Littleton taught a range of anthropology courses at Occidental from 1962 to 2002 and served as chairman of the sociology and anthropology department in several stints from 1967 to 1994. After the anthropology department split off, he was its chairman from 1995 to 2000.
Covington Scott Littleton was born July 1, 1933, in Los Angeles and grew up in Hermosa Beach. He served in the Army during the Korean War and later enrolled at UCLA. He studied anthropology, earning a bachelor's degree in 1957 and a doctorate in 1965.
On Feb. 25, 1942, when he was 8 and living with his family on the Strand in Hermosa, Littleton was one of many Southland residents who witnessed a mysterious object that he described as "a small, glowing, slightly lozenge-shaped blob light — a single blob" flying in the night sky. Many observers thought it was a Japanese aircraft or a barrage balloon, but no official explanation was ever offered. The experience had a lasting impression on Littleton, who kept an open mind about extraterrestrial life and paranormal activity during his academic career.

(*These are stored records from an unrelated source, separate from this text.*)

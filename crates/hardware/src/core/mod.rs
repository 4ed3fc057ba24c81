//! Core processor implementation.
//!
//! This module contains the CPU implementation: the architectural state, the
//! execution units, and the `Cpu` type that owns memory and runs the
//! fetch-decode-execute loop.

/// Architectural state (registers, status flags).
pub mod arch;

/// CPU core implementation and execution orchestration.
pub mod cpu;

/// Execution units (ALU, addressing modes, branch conditions).
pub mod units;

pub use self::cpu::Cpu;
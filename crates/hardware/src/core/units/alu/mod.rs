//! Arithmetic Logic Unit (ALU).
//!
//! This module implements the 16-bit ALU shared by the arithmetic, compare,
//! and unary instruction families.
//!
//! Operations are organized into submodules by category:
//! - [`flags`]:  NZVC helpers (negative, carry, overflow, sign change)
//! - [`shifts`]: Asl, Asr, Rol, Ror

/// Condition-code helpers.
pub mod flags;

/// Shift and rotate operations.
pub mod shifts;

use self::flags::{is_carry, is_overflow};
use crate::core::arch::StatusBits;

/// Binary ALU operation.
#[derive(Clone, Copy, Debug, PartialEq, Eq)]
pub enum AluOp {
    /// `a + b`.
    Add,
    /// `a - b`.
    Sub,
    /// `a & b`.
    And,
    /// `a | b`.
    Or,
}

/// Arithmetic Logic Unit for 16-bit word operations.
#[derive(Debug)]
pub struct Alu;

impl Alu {
    /// Executes a binary operation and updates the flags it defines.
    ///
    /// Add and Sub set V and C from the pre-operation operands (Sub adds the
    /// negation of `b`). All four set N and Z from the result.
    ///
    /// # Examples
    ///
    /// ```
    /// use pep9_core::core::arch::StatusBits;
    /// use pep9_core::core::units::alu::{Alu, AluOp};
    ///
    /// let mut flags = StatusBits::default();
    /// assert_eq!(Alu::execute(AluOp::Add, 0x7FFF, 1, &mut flags), 0x8000);
    /// assert!(flags.v && flags.n && !flags.c);
    ///
    /// assert_eq!(Alu::execute(AluOp::Sub, 5, 5, &mut flags), 0);
    /// assert!(flags.z);
    /// ```
    pub const fn execute(op: AluOp, a: u16, b: u16, flags: &mut StatusBits) -> u16 {
        let result = match op {
            AluOp::Add => {
                flags.v = is_overflow(a, b);
                flags.c = is_carry(a, b);
                a.wrapping_add(b)
            }
            AluOp::Sub => {
                let neg = b.wrapping_neg();
                flags.v = is_overflow(a, neg);
                flags.c = is_carry(a, neg);
                a.wrapping_sub(b)
            }
            AluOp::And => a & b,
            AluOp::Or => a | b,
        };
        flags.set_nz(result);
        result
    }
}
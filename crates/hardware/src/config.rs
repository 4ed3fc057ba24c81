//! Configuration system for the Pep/9 simulator.
//!
//! This module defines the configuration structures used to parameterize a run.
//! It provides:
//! 1. **Defaults:** The reset stack pointer of the Pep/9 operating system layout.
//! 2. **Structures:** General run settings (tracing, reset stack pointer, instruction budget).
//! 3. **Loading:** JSON deserialization from a string or a file.
//!
//! Every field is optional in JSON; `{}` yields `Config::default()`.

use std::fs;
use std::path::Path;

use serde::Deserialize;

use crate::common::error::ConfigError;

/// Default configuration constants for the simulator.
mod defaults {
    use crate::common::constants::RESET_SP;

    /// Stack pointer applied by `initialize`.
    pub const INITIAL_SP: u16 = RESET_SP;
}

/// Root configuration structure.
#[derive(Debug, Clone, Default, Deserialize, PartialEq, Eq)]
pub struct Config {
    /// General simulation settings
    #[serde(default)]
    pub general: GeneralConfig,
}

impl Config {
    /// Parses a configuration from JSON text.
    pub fn from_json_str(json: &str) -> Result<Self, ConfigError> {
        Ok(serde_json::from_str(json)?)
    }

    /// Reads and parses a JSON configuration file.
    pub fn from_file(path: impl AsRef<Path>) -> Result<Self, ConfigError> {
        let path = path.as_ref();
        let text = fs::read_to_string(path).map_err(|source| ConfigError::Io {
            path: path.to_path_buf(),
            source,
        })?;
        Self::from_json_str(&text)
    }
}

/// General simulation settings and options.
#[derive(Debug, Clone, Deserialize, PartialEq, Eq)]
pub struct GeneralConfig {
    /// Emit a trace event for every executed instruction.
    #[serde(default)]
    pub trace_instructions: bool,

    /// SP after `initialize`.
    #[serde(default = "GeneralConfig::default_initial_sp")]
    pub initial_sp: u16,

    /// Stop the simulator after this many instructions (`None` = unbounded).
    #[serde(default)]
    pub max_instructions: Option<u64>,
}

impl GeneralConfig {
    /// Returns the default initial stack pointer.
    const fn default_initial_sp() -> u16 {
        defaults::INITIAL_SP
    }
}

impl Default for GeneralConfig {
    fn default() -> Self {
        Self {
            trace_instructions: false,
            initial_sp: defaults::INITIAL_SP,
            max_instructions: None,
        }
    }
}
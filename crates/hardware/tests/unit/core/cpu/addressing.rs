//! Addressing-mode round trips.
//!
//! A word stored through a mode and loaded back through the same mode and
//! operand must come back unchanged, and must land where the mode says.

use crate::common::builder::{ProgramBuilder, mode, op};
use crate::common::harness::TestContext;
use rstest::rstest;

const SP: u16 = 0xF000;
const X: u16 = 0x0004;

fn round_trip(m: u8, operand: u16, load: u8, store: u8, value: u16) -> ProgramBuilder {
    ProgramBuilder::new()
        .op(op::LDWA | mode::I, value)
        .op(store | m, operand)
        .op(op::LDWA | mode::I, 0x0000)
        .op(load | m, operand)
        .halt()
}

#[rstest]
#[case::direct(mode::D, 0x0100, None, 0x0100)]
#[case::indirect(mode::N, 0x0100, Some((0x0100, 0x0200)), 0x0200)]
#[case::stack_relative(mode::S, 0x0010, None, 0xF010)]
#[case::stack_relative_deferred(mode::SF, 0x0010, Some((0xF010, 0x0300)), 0x0300)]
#[case::indexed(mode::X, 0x0100, None, 0x0104)]
#[case::stack_indexed(mode::SX, 0x0010, None, 0xF014)]
#[case::stack_deferred_indexed(mode::SFX, 0x0010, Some((0xF014, 0x0400)), 0x0400)]
fn word_round_trip(
    #[case] m: u8,
    #[case] operand: u16,
    #[case] pointer: Option<(u16, u16)>,
    #[case] target: u16,
) {
    let program = round_trip(m, operand, op::LDWA, op::STWA, 0xBEEF).build();
    let mut ctx = TestContext::new().load(&program).with_sp(SP).with_x(X);
    if let Some((cell, ptr)) = pointer {
        ctx = ctx.poke_u16(cell, ptr);
    }
    let ctx = ctx.run_to_halt();
    assert_eq!(ctx.regs().a, 0xBEEF);
    assert_eq!(ctx.peek_u16(target), 0xBEEF);
    if let Some((cell, ptr)) = pointer {
        assert_eq!(ctx.peek_u16(cell), ptr, "pointer cell untouched");
    }
}

#[test]
fn byte_round_trip_through_index() {
    let program = round_trip(mode::X, 0x0100, op::LDBA, op::STBA, 0x12AB).build();
    let ctx = TestContext::new()
        .load(&program)
        .with_x(X)
        .run_to_halt();
    assert_eq!(ctx.regs().a, 0x00AB);
    assert_eq!(ctx.peek_u8(0x0104), 0xAB);
    assert_eq!(ctx.peek_u8(0x0105), 0x00);
}

#[test]
fn immediate_load_is_the_operand() {
    let ctx = TestContext::new()
        .load(&ProgramBuilder::new().op(op::LDWX | mode::I, 0xBEEF).halt().build())
        .run_to_halt();
    assert_eq!(ctx.regs().x, 0xBEEF);
}

#[test]
fn indirect_pointer_is_a_word() {
    // LDBA 0x0100,n with Mem[0x0100] = 0x0123 reads the byte at 0x0123.
    let ctx = TestContext::new()
        .load(&ProgramBuilder::new().op(op::LDBA | mode::N, 0x0100).halt().build())
        .poke_u16(0x0100, 0x0123)
        .poke_u8(0x0123, 0x5A)
        .run_to_halt();
    assert_eq!(ctx.regs().a, 0x005A);
}

#[test]
fn indirect_through_the_input_port_pops_one_byte() {
    // Only the high byte of the pointer comes from the port; the low byte is
    // the RAM cell at 0xFC16.
    let ctx = TestContext::new()
        .with_input(&[0x02])
        .load(&ProgramBuilder::new().op(op::LDWA | mode::N, 0xFC15).halt().build())
        .poke_u16(0x0200, 0x7777)
        .run_to_halt();
    assert_eq!(ctx.regs().a, 0x7777);
    assert_eq!(ctx.cpu().memory.input.read_pos(), 1);
}
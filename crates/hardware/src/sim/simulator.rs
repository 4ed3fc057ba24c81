//! Simulator: owns the CPU and the run budget side-by-side.
//!
//! `Cpu::run` never yields. The simulator drives `Cpu::step` itself so that a
//! configured instruction budget can stop runaway programs, and so that the
//! 256-byte output ring is emptied into host memory before it can wrap.

use tracing::{info, warn};

use crate::common::error::MachineError;
use crate::config::Config;
use crate::core::Cpu;

/// Why [`Simulator::run`] returned.
#[derive(Clone, Copy, Debug, PartialEq, Eq)]
pub enum ExitReason {
    /// The machine executed STOP.
    Halted,
    /// `general.max_instructions` was reached first.
    InstructionLimit,
}

/// Top-level simulator: CPU architectural state + run configuration.
#[derive(Debug)]
pub struct Simulator {
    /// CPU architectural state (registers, flags, memory, stats).
    pub cpu: Cpu,
    max_instructions: Option<u64>,
    output: Vec<u8>,
}

impl Simulator {
    /// Creates a new simulator with the given configuration.
    pub fn new(config: &Config) -> Self {
        Self {
            cpu: Cpu::new(config),
            max_instructions: config.general.max_instructions,
            output: Vec::new(),
        }
    }

    /// Loads `program` at address 0 and applies the reset register values.
    pub fn load_and_initialize(&mut self, program: &[u8]) {
        self.cpu.load_program(program);
        self.cpu.initialize();
    }

    /// Queues bytes for the program to read from the input port.
    ///
    /// The input buffer holds 256 bytes; older unread bytes are overwritten.
    pub fn feed_input(&mut self, bytes: &[u8]) {
        self.cpu.memory.input.extend_from_slice(bytes);
    }

    /// Bytes the program has written to the output port since the last call.
    pub fn take_output(&mut self) -> Vec<u8> {
        self.collect_output();
        std::mem::take(&mut self.output)
    }

    fn collect_output(&mut self) {
        self.output.extend(self.cpu.memory.output.drain());
    }

    /// Runs until STOP, a fatal error, or the instruction budget.
    ///
    /// # Errors
    ///
    /// Propagates the fatal [`MachineError`] that stopped the machine.
    pub fn run(&mut self) -> Result<ExitReason, MachineError> {
        let start = self.cpu.stats.instructions_retired;
        while self.cpu.is_running() {
            let executed = self.cpu.stats.instructions_retired - start;
            if self.max_instructions.is_some_and(|limit| executed >= limit) {
                warn!(executed, pc = self.cpu.regs.pc, "instruction limit reached");
                return Ok(ExitReason::InstructionLimit);
            }
            let stepped = self.cpu.step();
            self.collect_output();
            stepped?;
        }
        info!(
            instructions = self.cpu.stats.instructions_retired - start,
            "simulation finished"
        );
        Ok(ExitReason::Halted)
    }
}
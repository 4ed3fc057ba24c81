//! System Components.
//!
//! The Pep/9 machine has a single memory device: 64 KiB of RAM with the console
//! ports mapped into it.

/// Main memory and the memory-mapped console buffers.
pub mod memory;

pub use memory::Memory;
pub use memory::buffer::RingBuffer;
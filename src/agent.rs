//! # Control Loop
//!
//! The single cooperative loop that owns [`DeviceState`] and drives every
//! component. Three cadences run side by side on one [`Clock`]:
//!
//! | Cadence   | First due     | Action                                           |
//! |-----------|---------------|--------------------------------------------------|
//! | sampling  | immediately   | read the meter, run the detector, send on events |
//! | periodic  | one interval  | heartbeat send of the latest accepted sample     |
//! | display   | one interval  | advance the view rotation and redraw             |
//!
//! Each iteration polls the cadences in that order, so side effects follow loop
//! order and the two kinds of send never overlap. Between iterations the loop
//! sleeps until the earliest cadence is due.
//!
//! Failures below the fatal threshold are absorbed here: they move counters,
//! get logged and draw the error overlay, and the loop carries on.

use crate::clock::{Cadence, Clock};
use crate::config::Config;
use crate::detector::EventDetector;
use crate::diagnostics::MemoryProbe;
use crate::display::frame::ViewContext;
use crate::display::panel::{DisplayError, Panel};
use crate::display::{DisplayController, DisplayView};
use crate::sensor::SensorAcquisition;
use crate::transmit::TransmissionClient;
use crate::{Category, DeviceDiagnostics, DeviceState, ErrorKind, SensorSample, TelemetryEvent};
use std::sync::atomic::{AtomicBool, Ordering};
use std::time::Duration;
use tracing::{debug, info, warn};

/// What one pass through the loop did.
#[derive(Clone, Copy, Debug, Default, PartialEq, Eq)]
pub struct Iteration {
    /// A sample was due and the meter returned a valid one
    pub sampled: bool,
    /// The detector flagged a power change
    pub event: bool,
    /// The heartbeat cadence fired with a sample available
    pub heartbeat: bool,
    /// The display moved to the next view
    pub rotated: bool,
    /// An error overlay was drawn
    pub fault: bool,
}

/// The edge agent: peripherals, policy components and the device state.
pub struct Agent<C: Clock> {
    clock: C,
    sensor: SensorAcquisition,
    detector: EventDetector,
    transmitter: TransmissionClient,
    display: DisplayController,
    panel: Box<dyn Panel>,
    sampling: Cadence,
    periodic: Cadence,
    state: DeviceState,
    memory: MemoryProbe,
    ssid: String,
    started: Duration,
}

impl<C: Clock> Agent<C> {
    /// Bring the agent up.
    ///
    /// The panel is initialised first and a failure there is returned: without the
    /// display the device has no diagnostics surface, so startup stops. The link is
    /// then checked once (failure is only logged, the first send retries) and the
    /// first view is drawn.
    pub fn start(
        config: &Config,
        clock: C,
        sensor: SensorAcquisition,
        transmitter: TransmissionClient,
        mut panel: Box<dyn Panel>,
    ) -> Result<Self, DisplayError> {
        panel.init()?;

        let now = clock.now();
        let mut agent = Agent {
            sensor,
            detector: EventDetector::new(config.sampling.power_threshold_w),
            transmitter,
            display: DisplayController::new(config.display.cycle_interval(), now),
            panel,
            sampling: Cadence::immediate(config.sampling.sample_interval(), now),
            periodic: Cadence::new(config.sampling.periodic_interval(), now),
            state: DeviceState::default(),
            memory: MemoryProbe::new(),
            ssid: config.network.ssid.clone(),
            started: now,
            clock,
        };

        match agent.transmitter.ensure_connected(&mut agent.state, &agent.clock) {
            Ok(()) => info!(endpoint = %agent.transmitter.settings().endpoint, "link up"),
            Err(err) => warn!(error = %err, "link not available at startup"),
        }

        agent.redraw();
        info!(
            threshold_w = agent.detector.threshold(),
            sample_ms = agent.sampling.interval().as_millis() as u64,
            periodic_ms = agent.periodic.interval().as_millis() as u64,
            "agent started"
        );
        Ok(agent)
    }

    /// Replace the free-memory probe (tests point it at a fixture file).
    pub fn with_memory_probe(mut self, memory: MemoryProbe) -> Self {
        self.memory = memory;
        self
    }

    pub fn state(&self) -> &DeviceState {
        &self.state
    }

    pub fn view(&self) -> DisplayView {
        self.display.view()
    }

    pub fn clock(&self) -> &C {
        &self.clock
    }

    /// Poll every cadence once, in loop order.
    pub fn run_once(&mut self) -> Iteration {
        let mut iteration = Iteration::default();

        if self.sampling.poll(self.clock.now()) {
            match self.sensor.read() {
                Ok(sample) => {
                    iteration.sampled = true;
                    self.state.latest = Some(sample);
                    if let Some(change) = self.detector.observe(&sample, &mut self.state.counters) {
                        info!(
                            before_w = change.before,
                            after_w = change.after,
                            delta_w = change.delta,
                            "power change detected"
                        );
                        iteration.event = true;
                        iteration.fault |= self.transmit(Category::Event, sample);
                    }
                }
                Err(err) => {
                    warn!(error = %err, "meter read failed");
                    self.show_fault(err.kind(), &err.to_string());
                    iteration.fault = true;
                }
            }
        }

        if self.periodic.poll(self.clock.now()) {
            match self.state.latest {
                Some(sample) => {
                    iteration.heartbeat = true;
                    iteration.fault |= self.transmit(Category::Periodic, sample);
                }
                None => debug!("heartbeat skipped, no sample yet"),
            }
        }

        if self.display.tick(self.clock.now()) {
            iteration.rotated = true;
            // An overlay drawn this iteration stays up until the next tick
            if !iteration.fault {
                self.redraw();
            }
        }

        iteration
    }

    /// Block until the earliest cadence is due.
    pub fn sleep_until_next_due(&self) {
        let now = self.clock.now();
        let wait = [
            self.sampling.remaining(now),
            self.periodic.remaining(now),
            self.display.next_due().saturating_sub(now),
        ]
        .into_iter()
        .min()
        .unwrap_or(Duration::ZERO);
        if !wait.is_zero() {
            self.clock.sleep(wait);
        }
    }

    /// Run until `running` is cleared or, if given, `max_iterations` passes have
    /// completed. Returns the number of iterations run.
    pub fn run(&mut self, running: &AtomicBool, max_iterations: Option<u64>) -> u64 {
        let mut iterations = 0;
        while running.load(Ordering::SeqCst) {
            self.run_once();
            iterations += 1;
            if max_iterations.is_some_and(|max| iterations >= max) {
                break;
            }
            self.sleep_until_next_due();
        }

        let counters = &self.state.counters;
        info!(
            iterations,
            sent = counters.data_points_sent(),
            events = counters.events_detected(),
            failed = counters.failed_requests(),
            "agent stopped"
        );
        iterations
    }

    /// Send one event through the shared transmission path. Returns true if a
    /// fault overlay was drawn.
    fn transmit(&mut self, category: Category, sample: SensorSample) -> bool {
        let event = TelemetryEvent {
            sample,
            category,
            diagnostics: self.diagnostics(),
        };
        match self.transmitter.send(&event, &mut self.state, &self.clock) {
            Ok(()) => false,
            Err(err) => {
                self.show_fault(err.kind(), &err.to_string());
                true
            }
        }
    }

    fn diagnostics(&mut self) -> DeviceDiagnostics {
        DeviceDiagnostics {
            rssi: self.transmitter.rssi(),
            heap: self.memory.free_bytes(),
        }
    }

    fn redraw(&mut self) {
        let diagnostics = self.diagnostics();
        let context = ViewContext {
            uptime: self.clock.now().saturating_sub(self.started),
            diagnostics,
            ssid: &self.ssid,
        };
        if let Err(err) = self
            .display
            .render(self.panel.as_mut(), &self.state, &context)
        {
            warn!(error = %err, "display refresh failed");
        }
    }

    fn show_fault(&mut self, kind: ErrorKind, detail: &str) {
        if let Err(err) = self
            .display
            .render_fault(self.panel.as_mut(), kind, detail)
        {
            warn!(error = %err, "error overlay failed");
        }
    }
}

"People have been seeing anomalous objects in the sky for millennia, but for the most part they — and their occupants — have been perceived as gods, demons," Littleton said in a 2008 Fort Worth Star Telegram story about UFO sightings over Texas. "Indeed, I suspect that most if not all of our religions evolved to 'explain' these otherwise inexplicable phenomena."
Besides scholarly works, Littleton authored a science fiction novel, "Phase Two," in 2009.
ROBERT H. GRANT
Major home builder
in Orange County
Robert H. Grant, 90, who was a major Orange County home builder from the 1950s to the 1970s, died of complications of Alzheimer's disease Nov. 24 at Silverado Hospice in Irvine, a family spokesman said.
After founding his own company, the Grant Corp., he built more than 18,000 homes. In California, Grant was a primary developer of Anaheim Hills. His company's reach extended to Nevada, Arizona, Hawaii and Florida.
In what was then known as Dairy Valley, Grant was a pioneering home developer in the late 1960s. With another builder, he helped convince the city to change its name to Fountain Valley, according to his family.
Robert Harold Grant was born Oct. 26, 1920, in Wethersfield, Conn., and graduated in 1942 with a degree in electrical engineering from Massachusetts' Worcester Polytechnic Institute.
He worked as an engineer for Boeing before starting the Grant Corp. in 1953. It was acquired in the early 1970s by Santa Anita Consolidated.
A longtime resident of Newport Beach, Grant was a director of Newport National Bank and a trustee of Claremont Graduate School.
During World War II, Grant served in the Navy and was recalled to active duty during the Korean War. The Navy nurtured his love of the sea, his family said, and he became a competitive yachtsman.
With Barbara, his wife of 38 years, he often sailed their yacht, Bobbara.